見た目はマミーとかビックルとか、乳酸菌飲料のようなをしていますが、なかなか好みが分かれるお酒です。

アニスはハーブ・薬草です。味と香りは八角とよく似てます。中華に使う香辛料ね。植物学上は全然別物。

実は「パスティス」も「アニス・リキュール」も、大差ないんです。どちらもアニスが主原料。同じものと思っていいくらい。ほとんど一緒なんですが、EUの細かい規定があって「ペルノ」は「パスティス」と呼べないんです。

実は、NASHには今のところ「パスティス」は置いてないんだけどね。「パスティスください」とオーダーしていただいたら、「ペルノですが、よろしいでしょうか?」という、お決まりのやり取り。

「ペルノ」は「パスティス」じゃないって事実は結構有名で、ハーブ・リキュールの世界は本当に底が知れません。

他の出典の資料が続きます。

//! Settings file parser for feedsink.
//!
//! The config file is optional: a missing file yields `Config::default()`.
//! Unknown keys are accepted by serde but logged as warnings, since they are
//! usually typos. CLI flags and `DATABASE_URL` take precedence over values
//! read here; that merge happens in `main`.
use serde::Deserialize;
use std::path::Path;
use thiserror::Error;

// ============================================================================
// Error Types
// ============================================================================

#[derive(Debug, Error)]
pub enum ConfigError {
    #[error("Failed to read config file: {0}")]
    Io(#[from] std::io::Error),

    #[error("Invalid TOML in config file: {0}")]
    Parse(#[from] toml::de::Error),

    /// SEC-014: Config file exceeds maximum allowed size.
    #[error("Config file too large: {0}")]
    TooLarge(String),

    #[error("Invalid config value: {0}")]
    Invalid(String),
}

// ============================================================================
// Configuration Structs
// ============================================================================

/// Ingestion settings.
///
/// All fields use `#[serde(default)]` so any subset of keys can be specified.
///
/// SEC-015: Custom Debug impl masks `database_url`, which may embed
/// credentials.
#[derive(Clone, Deserialize)]
#[serde(default)]
pub struct Config {
    /// Maximum number of feeds fetched and stored at the same time.
    /// 1 processes URLs strictly in OPML order.
    pub concurrency: usize,

    /// Size of the storage connection pool.
    pub max_connections: u32,

    /// Per-request HTTP timeout in seconds.
    pub timeout_secs: u64,

    /// Largest feed body accepted, in bytes.
    pub max_feed_bytes: usize,

    /// User-Agent header sent with every request.
    pub user_agent: String,

    /// Whether feeds on localhost or private address ranges may be fetched.
    pub allow_private_hosts: bool,

    /// Storage connection string (alternative to `--database` / `DATABASE_URL`).
    pub database_url: Option<String>,
}

impl Default for Config {
    fn default() -> Self {
        Self {
            concurrency: 4,
            max_connections: 3,
            timeout_secs: 30,
            max_feed_bytes: 10 * 1024 * 1024,
            user_agent: concat!("feedsink/", env!("CARGO_PKG_VERSION")).to_string(),
            allow_private_hosts: true,
            database_url: None,
        }
    }
}

/// SEC-015: Mask database_url in Debug output to prevent secret leakage.
impl std::fmt::Debug for Config {
    fn fmt(&self, f: &mut std::fmt::Formatter<'_>) -> std::fmt::Result {
        f.debug_struct("Config")
            .field("concurrency", &self.concurrency)
            .field("max_connections", &self.max_connections)
            .field("timeout_secs", &self.timeout_secs)
            .field("max_feed_bytes", &self.max_feed_bytes)
            .field("user_agent", &self.user_agent)
            .field("allow_private_hosts", &self.allow_private_hosts)
            .field(
                "database_url",
                &self.database_url.as_ref().map(|_| "[REDACTED]"),
            )
            .finish()
    }
}

impl Config {
    /// SEC-014: Maximum config file size (1 MB).
    const MAX_FILE_SIZE: u64 = 1_048_576;

    const KNOWN_KEYS: [&'static str; 7] = [
        "concurrency",
        "max_connections",
        "timeout_secs",
        "max_feed_bytes",
        "user_agent",
        "allow_private_hosts",
        "database_url",
    ];

    /// Load configuration from a TOML file.
    ///
    /// - Missing file → `Ok(Config::default())`
    /// - Empty file → `Ok(Config::default())`
    /// - Invalid TOML → `Err(ConfigError::Parse)` with line number info
    /// - Zero concurrency, pool size or timeout → `Err(ConfigError::Invalid)`
    /// - Unknown keys → silently accepted (serde default behavior), logged as warning
    pub fn load(path: &Path) -> Result<Self, ConfigError> {
        // SEC-014: Check file size before reading to prevent memory exhaustion
        // from a maliciously large or corrupted config file.
        match std::fs::metadata(path) {
            Ok(meta) if meta.len() > Self::MAX_FILE_SIZE => {
                return Err(ConfigError::TooLarge(format!(
                    "Config file is {} bytes (max {} bytes)",
                    meta.len(),
                    Self::MAX_FILE_SIZE
                )));
            }
            Err(e) if e.kind() == std::io::ErrorKind::NotFound => {
                tracing::debug!(path = %path.display(), "No config file found, using defaults");
                return Ok(Self::default());
            }
            Err(e) => return Err(ConfigError::Io(e)),
            Ok(_) => {}
        }

        let content = match std::fs::read_to_string(path) {
            Ok(c) => c,
            Err(e) if e.kind() == std::io::ErrorKind::NotFound => {
                // Race condition: file deleted between metadata and read
                tracing::debug!(path = %path.display(), "Config file disappeared, using defaults");
                return Ok(Self::default());
            }
            Err(e) => return Err(ConfigError::Io(e)),
        };

        if content.trim().is_empty() {
            tracing::debug!(path = %path.display(), "Config file is empty, using defaults");
            return Ok(Self::default());
        }

        // Parse the TOML content first as a raw table to detect unknown keys
        if let Ok(raw) = content.parse::<toml::Table>() {
            for key in raw.keys() {
                if !Self::KNOWN_KEYS.contains(&key.as_str()) {
                    tracing::warn!(key = %key, "Unknown key in config file, ignoring");
                }
            }
        }

        let config: Config = toml::from_str(&content)?;
        config.validate()?;
        tracing::info!(
            path = %path.display(),
            concurrency = config.concurrency,
            max_connections = config.max_connections,
            "Loaded configuration"
        );
        Ok(config)
    }

    pub fn validate(&self) -> Result<(), ConfigError> {
        if self.concurrency == 0 {
            return Err(ConfigError::Invalid("concurrency must be at least 1".into()));
        }
        if self.max_connections == 0 {
            return Err(ConfigError::Invalid(
                "max_connections must be at least 1".into(),
            ));
        }
        if self.timeout_secs == 0 {
            return Err(ConfigError::Invalid("timeout_secs must be at least 1".into()));
        }
        Ok(())
    }
}

// ============================================================================
// Tests
// ============================================================================

#[cfg(test)]
mod tests {
    use super::*;

    fn write_config(name: &str, content: &str) -> std::path::PathBuf {
        let dir = std::env::temp_dir().join(format!("feedsink_config_test_{}", name));
        std::fs::create_dir_all(&dir).unwrap();
        let path = dir.join("config.toml");
        std::fs::write(&path, content).unwrap();
        path
    }

    fn cleanup(path: &Path) {
        if let Some(dir) = path.parent() {
            std::fs::remove_dir_all(dir).ok();
        }
    }

    #[test]
    fn test_default_config() {
        let config = Config::default();
        assert_eq!(config.concurrency, 4);
        assert_eq!(config.max_connections, 3);
        assert_eq!(config.timeout_secs, 30);
        assert_eq!(config.max_feed_bytes, 10 * 1024 * 1024);
        assert!(config.user_agent.starts_with("feedsink/"));
        assert!(config.allow_private_hosts);
        assert!(config.database_url.is_none());
        assert!(config.validate().is_ok());
    }

    #[test]
    fn test_missing_file_returns_default() {
        let path = Path::new("/tmp/feedsink_test_nonexistent_config.toml");
        let config = Config::load(path).unwrap();
        assert_eq!(config.concurrency, 4);
    }

    #[test]
    fn test_whitespace_only_file_returns_default() {
        let path = write_config("whitespace", "   \n  \n  ");
        let config = Config::load(&path).unwrap();
        assert_eq!(config.max_connections, 3);
        cleanup(&path);
    }

    #[test]
    fn test_partial_config_uses_defaults_for_missing() {
        let path = write_config("partial", "concurrency = 1\n");
        let config = Config::load(&path).unwrap();
        assert_eq!(config.concurrency, 1);
        assert_eq!(config.max_connections, 3);
        assert_eq!(config.timeout_secs, 30);
        cleanup(&path);
    }

    #[test]
    fn test_full_config() {
        let content = r#"
concurrency = 8
max_connections = 5
timeout_secs = 10
max_feed_bytes = 2048
user_agent = "custom-agent/1.0"
allow_private_hosts = false
database_url = "sqlite:///var/lib/feeds.db"
"#;
        let path = write_config("full", content);
        let config = Config::load(&path).unwrap();
        assert_eq!(config.concurrency, 8);
        assert_eq!(config.max_connections, 5);
        assert_eq!(config.timeout_secs, 10);
        assert_eq!(config.max_feed_bytes, 2048);
        assert_eq!(config.user_agent, "custom-agent/1.0");
        assert!(!config.allow_private_hosts);
        assert_eq!(
            config.database_url.as_deref(),
            Some("sqlite:///var/lib/feeds.db")
        );
        cleanup(&path);
    }

    #[test]
    fn test_invalid_toml_returns_error() {
        let path = write_config("invalid", "this is not [valid toml");
        let err = Config::load(&path).unwrap_err();
        assert!(matches!(err, ConfigError::Parse(_)));
        assert!(err.to_string().contains("Invalid TOML"));
        cleanup(&path);
    }

    #[test]
    fn test_wrong_type_returns_error() {
        let path = write_config("wrongtype", "concurrency = \"many\"\n");
        assert!(matches!(Config::load(&path), Err(ConfigError::Parse(_))));
        cleanup(&path);
    }

    #[test]
    fn test_zero_concurrency_rejected() {
        let path = write_config("zero", "concurrency = 0\n");
        assert!(matches!(Config::load(&path), Err(ConfigError::Invalid(_))));
        cleanup(&path);
    }

    #[test]
    fn test_unknown_keys_accepted() {
        let path = write_config("unknown", "concurrency = 2\ntotally_fake_key = 1\n");
        let config = Config::load(&path).unwrap();
        assert_eq!(config.concurrency, 2);
        cleanup(&path);
    }

    // SEC-014: File size limit
    #[test]
    fn test_too_large_file_rejected() {
        let path = write_config("too_large", &"a".repeat(1_048_577));
        let err = Config::load(&path).unwrap_err();
        assert!(matches!(err, ConfigError::TooLarge(_)));
        assert!(err.to_string().contains("too large"));
        cleanup(&path);
    }

    // SEC-015: Debug output masks the connection string
    #[test]
    fn test_debug_masks_database_url() {
        let config = Config {
            database_url: Some("postgres://user:hunter2@db/feeds".to_string()),
            ..Config::default()
        };

        let debug_output = format!("{:?}", config);
        assert!(!debug_output.contains("hunter2"));
        assert!(debug_output.contains("[REDACTED]"));
    }
}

昔々の時代から、一族やら修道院やらで、門外不出の酒として作られてきたようなのも多くて、ジャンル分けすること自体に意味がなかったり。それでも現代の製造や輸出入の規制に沿わせるには、無理にでも分類基準を設けなけなきゃってな大人の事情でしょうね。

同じくアニスを使ったギリシャのお酒「ウゾ」。こちらはグレープ・リキュール、要するに熟成前のブランデーがベースになってます。

飲みやすさ、とっつきやすさで言うと、「ペルノ」よりも「ウゾ」から試してみるといいかもね。

やっぱりアニスが香る、トルコの「ラク」というお酒もあります。「ラク」はね、NASHには置いてません。ごく個人的に、苦い記憶が…うぅっ!